Filter the entries down to the lines holding "response", then copy those lines.

Items from a data source
========================================

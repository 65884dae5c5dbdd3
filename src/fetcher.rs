use crate::CrawlerError;
use scraper::Html;
use std::time::Duration;
use tracing::{debug, warn};

pub const DEFAULT_TIMEOUT: Duration = Duration::from_secs(10);

#[async_trait::async_trait]
pub trait Fetcher {
    async fn fetch(&self, url: &str) -> Result<String, CrawlerError>;
}

/// Blocking-per-call GET with a per-request timeout. No retries.
pub struct HttpFetcher {
    client: reqwest::Client,
}

impl HttpFetcher {
    pub fn new(timeout: Duration) -> Result<HttpFetcher, CrawlerError> {
        let client = reqwest::Client::builder().timeout(timeout).build()?;
        Ok(HttpFetcher { client })
    }
}

#[async_trait::async_trait]
impl Fetcher for HttpFetcher {
    async fn fetch(&self, url: &str) -> Result<String, CrawlerError> {
        debug!("Visit {}", url);
        let response = self.client.get(url).send().await?;

        let status = response.status();
        if !status.is_success() {
            return Err(CrawlerError::HttpStatus {
                url: url.to_string(),
                status: status.as_u16(),
            });
        }

        Ok(response.text().await?)
    }
}

/// Fetches and parses `url`. Failures are logged and reported as `None`.
pub async fn fetch_document<F>(fetcher: &F, url: &str) -> Option<Html>
where
    F: Fetcher + ?Sized,
{
    match fetcher.fetch(url).await {
        Ok(html) => Some(Html::parse_document(&html)),
        Err(e) => {
            warn!(%url, error = %e, "Fetch failed, skipping");
            None
        }
    }
}
use std::path::PathBuf;

#[derive(Debug, thiserror::Error)]
pub enum CrawlerError {
    #[error("Http error")]
    HttpError(#[from] reqwest::Error),

    #[error("{url} answered with status {status}")]
    HttpStatus { url: String, status: u16 },

    #[error("Io error")]
    IoError(#[from] std::io::Error),

    #[error("Report serialization error")]
    ReportError(#[from] serde_json::Error),

    #[error("Refusing to reset {0}: it holds content this crawler did not write (use --force)")]
    UnsafeDirectory(PathBuf),

    #[error("Invalid page count: {0:?}")]
    InvalidPageCount(String),
}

========================================

• [Result of this task]:
        let response = self.client.get(url).send().await?;
        let status = response.status();
        Ok(response.text().await?)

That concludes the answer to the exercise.